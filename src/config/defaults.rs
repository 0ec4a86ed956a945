use super::types::{CheckerConfig, Config, MotConfig};

pub const DEFAULT_CHECKER_BASE_URL: &str =
    "https://vehiclecheck.drive-clean-air-zone.service.gov.uk";
pub const DEFAULT_ENTRY_PATH: &str = "/vehicle_checkers/enter_details";
pub const DEFAULT_CONFIRM_PATH: &str = "/vehicle_checkers/confirm_details";
pub const DEFAULT_USER_AGENT: &str = "Mozilla/5.0 (Macintosh; Intel Mac OS X 10_14_6) \
    AppleWebKit/537.36 (KHTML, like Gecko) Chrome/83.0.4103.106 Safari/537.36; \
    TfWM Innovation (innovation@tfwm.org.uk)";
pub const DEFAULT_ZONE: &str = "Birmingham";
pub const DEFAULT_CHARGE_AMOUNT: &str = "£8.00";
pub const DEFAULT_NO_CHARGE_TEXT: &str = "No Charge";
pub const DEFAULT_TIMEOUT_SECS: u64 = 20;

pub const DEFAULT_MOT_ENDPOINT: &str = "https://beta.check-mot.service.gov.uk/trade/vehicles/mot-tests";

/// Environment overrides, applied on top of whatever the file says
pub const ENV_MOT_API_KEY: &str = "MOT_API_KEY";
pub const ENV_ENABLE_MILEAGE_RATE: &str = "CAZCHECK_ENABLE_MILEAGE_RATE";

impl Default for Config {
    fn default() -> Self {
        Config {
            enable_mileage_rate: false,
            checker: CheckerConfig::default(),
            mot: MotConfig::default(),
        }
    }
}

impl Default for CheckerConfig {
    fn default() -> Self {
        CheckerConfig {
            base_url: DEFAULT_CHECKER_BASE_URL.to_string(),
            entry_path: DEFAULT_ENTRY_PATH.to_string(),
            confirm_path: DEFAULT_CONFIRM_PATH.to_string(),
            user_agent: DEFAULT_USER_AGENT.to_string(),
            zone: DEFAULT_ZONE.to_string(),
            charge_amount: DEFAULT_CHARGE_AMOUNT.to_string(),
            no_charge_text: DEFAULT_NO_CHARGE_TEXT.to_string(),
            timeout_secs: DEFAULT_TIMEOUT_SECS,
        }
    }
}

impl Default for MotConfig {
    fn default() -> Self {
        MotConfig {
            endpoint: DEFAULT_MOT_ENDPOINT.to_string(),
            timeout_secs: DEFAULT_TIMEOUT_SECS,
            api_key: None,
        }
    }
}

ACTIVITY — Exactly as they appear above, output the lines of the data from the first through the one that contains "pub const DEFAULT_CONFIRM_PATH: &str", and only those lines.

SOLUTION —
filename src/config/defaults.rs
repository 0ec4a86ed956a945
use super::types::{CheckerConfig, Config, MotConfig};

pub const DEFAULT_CHECKER_BASE_URL: &str =
    "https://vehiclecheck.drive-clean-air-zone.service.gov.uk";
pub const DEFAULT_ENTRY_PATH: &str = "/vehicle_checkers/enter_details";
pub const DEFAULT_CONFIRM_PATH: &str = "/vehicle_checkers/confirm_details";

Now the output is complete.